NSF support for Engineering Better Health includes

• Developing new technologies and processes to improve health care quality and reduce costs, such as
technologies for less invasive diagnostics and for more precise delivery of drugs to target tissues

• Designing novel structures and materials, such as ceramic joints and artificial skin

• Developing models and tools to understand and control biological systems, such as bioengineering
approaches to creating new antibiotics and anticancer drugs

“For virtually every new technology that has emerged from my lab, the pivotal discovery or technical capacity that made it possible can be traced back to an exploratory project funded by NSF. The opportunities provided by NSF funding have been of paramount importance to my work.”

Chaitan Khosla, Professor of Chemical Engineering, Chemistry, and Biochemistry,
Stanford University, and co-founder of Kosan Biosciences, Inc.

Imagine a future . . .
in which the endless bounty of nature is transformed into powerful new antibiotics
and cancer-fighting drugs manufactured quickly and cost-effectively by bacteria.

NSF-supported researcher Chaitan Khosla of Stanford University is pioneering an exciting new approach to the production of novel antimicrobial and anticancer drugs from bioengineered organisms. Working at the crossroads of chemistry, biology, and chemical engineering, he is developing products that could not have been conceived of a few years ago.

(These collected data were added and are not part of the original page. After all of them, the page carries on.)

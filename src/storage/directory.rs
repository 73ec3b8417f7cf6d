use std::fs::{self, OpenOptions};
use std::io::{ErrorKind, Write};
use std::path::{Path, PathBuf};

use crate::error::{Error, Result};
use crate::partition::PartitionKey;
use crate::series::{validate_series_id, SeriesFile};
use crate::storage::{
    partition_keys, validate_key, AccessMode, MmapFile, PartitionBuffer, PersistenceAdapter,
    ReadOnlyMmap, SERIES_FILENAME,
};

/// Store rooted at a writable directory, one subdirectory per series.
#[derive(Debug)]
pub struct DirectoryStore {
    root: PathBuf,
    read_only: bool,
}

impl DirectoryStore {
    /// Opens `root`, creating it unless `read_only`.
    pub fn open(root: impl AsRef<Path>, read_only: bool) -> Result<Self> {
        let root = root.as_ref().to_path_buf();
        if read_only {
            if !root.is_dir() {
                log::error!("read-only store root {} is not a directory", root.display());
                return Err(Error::Storage(std::io::Error::new(
                    ErrorKind::NotFound,
                    "store root missing",
                )));
            }
        } else {
            fs::create_dir_all(&root).map_err(Error::io("create store root", &root))?;
        }
        Ok(Self { root, read_only })
    }

    pub fn root(&self) -> &Path {
        &self.root
    }

    fn series_dir(&self, id: &str) -> PathBuf {
        self.root.join(id)
    }

    fn series_path(&self, id: &str) -> PathBuf {
        self.series_dir(id).join(SERIES_FILENAME)
    }

    fn partition_path(&self, key: &PartitionKey) -> PathBuf {
        self.series_dir(&key.series_id).join(&key.partition_id)
    }

    fn ensure_writable(&self) -> Result<()> {
        if self.read_only {
            return Err(Error::ReadOnly);
        }
        Ok(())
    }

    fn load_series(&self, id: &str) -> Result<SeriesFile> {
        let path = self.series_path(id);
        let bytes = fs::read(&path).map_err(Error::io("read series", &path))?;
        SeriesFile::from_json(id, &bytes)
    }
}

impl PersistenceAdapter for DirectoryStore {
    fn is_read_only(&self) -> bool {
        self.read_only
    }

    fn list_series(&self) -> Result<Vec<SeriesFile>> {
        let entries = fs::read_dir(&self.root).map_err(Error::io("list series", &self.root))?;
        let mut series = Vec::new();
        for entry in entries {
            let entry = entry.map_err(Error::io("list series", &self.root))?;
            let name = entry.file_name();
            let Some(id) = name.to_str() else { continue };
            if validate_series_id(id).is_err() || !entry.path().is_dir() {
                continue;
            }
            if !self.series_path(id).exists() {
                log::warn!("skipping {}: no {SERIES_FILENAME}", entry.path().display());
                continue;
            }
            series.push(self.load_series(id)?);
        }
        series.sort_by(|a, b| a.id().cmp(b.id()));
        Ok(series)
    }

    fn save_series(&self, series: &SeriesFile) -> Result<()> {
        self.ensure_writable()?;
        validate_series_id(series.id())?;
        let dir = self.series_dir(series.id());
        fs::create_dir_all(&dir).map_err(Error::io("create series dir", &dir))?;

        let path = self.series_path(series.id());
        let tmp = path.with_extension("json.tmp");
        let data = series.to_json()?;
        let mut file = OpenOptions::new()
            .create(true)
            .write(true)
            .truncate(true)
            .open(&tmp)
            .map_err(Error::io("write series", &tmp))?;
        file.write_all(&data).map_err(Error::io("write series", &tmp))?;
        file.sync_all().map_err(Error::io("sync series", &tmp))?;
        fs::rename(&tmp, &path).map_err(Error::io("publish series", &path))?;
        Ok(())
    }

    fn delete_series(&self, id: &str) -> Result<()> {
        self.ensure_writable()?;
        validate_series_id(id)?;
        let dir = self.series_dir(id);
        match fs::remove_dir_all(&dir) {
            Ok(()) => Ok(()),
            Err(err) if err.kind() == ErrorKind::NotFound => Err(Error::SeriesNotFound(id.to_string())),
            Err(err) => Err(Error::io("delete series", &dir)(err)),
        }
    }

    fn list_partitions(&self, series: &SeriesFile) -> Result<Vec<PartitionKey>> {
        let dir = self.series_dir(series.id());
        let entries = match fs::read_dir(&dir) {
            Ok(entries) => entries,
            Err(err) if err.kind() == ErrorKind::NotFound => {
                return Err(Error::SeriesNotFound(series.id().to_string()))
            }
            Err(err) => return Err(Error::io("list partitions", &dir)(err)),
        };
        let mut names = Vec::new();
        for entry in entries {
            let entry = entry.map_err(Error::io("list partitions", &dir))?;
            if let Ok(name) = entry.file_name().into_string() {
                names.push(name);
            }
        }
        Ok(partition_keys(
            series.id(),
            series.definition.partition,
            names.iter().map(String::as_str),
        ))
    }

    fn create_partition(&self, key: &PartitionKey, size_bytes: usize) -> Result<bool> {
        self.ensure_writable()?;
        validate_key(key)?;
        if !self.series_path(&key.series_id).exists() {
            return Err(Error::SeriesNotFound(key.series_id.clone()));
        }
        let path = self.partition_path(key);
        let file = match OpenOptions::new().write(true).create_new(true).open(&path) {
            Ok(file) => file,
            Err(err) if err.kind() == ErrorKind::AlreadyExists => {
                let len = fs::metadata(&path).map_err(Error::io("stat partition", &path))?.len();
                if len != size_bytes as u64 {
                    log::warn!(
                        "partition {key} is {len} bytes, expected {size_bytes}"
                    );
                }
                return Ok(false);
            }
            Err(err) => return Err(Error::io("create partition", &path)(err)),
        };
        file.set_len(size_bytes as u64)
            .map_err(Error::io("size partition", &path))?;
        log::debug!("created partition {key} ({size_bytes} bytes)");
        Ok(true)
    }

    fn open_partition(&self, key: &PartitionKey, mode: AccessMode) -> Result<PartitionBuffer> {
        validate_key(key)?;
        if mode == AccessMode::ReadWrite {
            self.ensure_writable()?;
        }
        let path = self.partition_path(key);
        if !path.is_file() {
            return Err(Error::PartitionNotFound(key.clone()));
        }
        match mode {
            AccessMode::Read => Ok(PartitionBuffer::read_only(ReadOnlyMmap::open(&path)?)),
            AccessMode::ReadWrite => Ok(PartitionBuffer::mapped(MmapFile::open(&path)?)),
        }
    }
}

Khosla is redesigning bacteria to produce more effective compounds for fighting human diseases. His techniques provide a faster, lower-cost method of creating new and improved variants of already-known natural drugs.

Kosan Biosciences, Inc., a start-up firm co-founded by Khosla, is working with pharmaceutical companies to advance the most promising drug candidates. Two anticancer compounds,
KOS-862 and 17-AAG, are now in clinical trials.

Among the first to spot Khosla’s promise, NSF-ENG provided this gifted researcher with his first federal grant in 1992. Khosla received continued NSF support throughout the 1990s under programs designed to afford outstanding young science and
engineering faculty greater freedom to pursue cutting-edge research.


Created with support from NSF, a bioengineered version of the natural tumor-fighter geldanamycin (green) attacks a cancer-promoting protein called Hsp-90 (gold and blue).